*** Block opens ***
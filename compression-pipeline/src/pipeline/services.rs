use async_trait::async_trait;
use bytes::Bytes;
use common::error::AppError;

use crate::utils::image_codec::compress_image;

/// The codec seam of the pipeline.
#[async_trait]
pub trait CompressionEngine: Send + Sync {
    /// Returns the re-encoded image, in the same format as the input.
    async fn compress(&self, input: Bytes, mime_type: &str, quality: u8)
        -> Result<Vec<u8>, AppError>;
}

/// Engine backed by the `image` crate. Encoding runs on the blocking pool.
#[derive(Debug, Clone, Copy, Default)]
pub struct ImageEngine;

#[async_trait]
impl CompressionEngine for ImageEngine {
    async fn compress(
        &self,
        input: Bytes,
        mime_type: &str,
        quality: u8,
    ) -> Result<Vec<u8>, AppError> {
        let mime_type = mime_type.to_string();
        tokio::task::spawn_blocking(move || compress_image(&input, &mime_type, quality)).await?
    }
}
*** Block closes ***
### Your objective
Each line in the listing that contains "input" should be returned.

### Finished task
    /// Returns the re-encoded image, in the same format as the input.
    async fn compress(&self, input: Bytes, mime_type: &str, quality: u8)
        input: Bytes,
        tokio::task::spawn_blocking(move || compress_image(&input, &mime_type, quality)).await?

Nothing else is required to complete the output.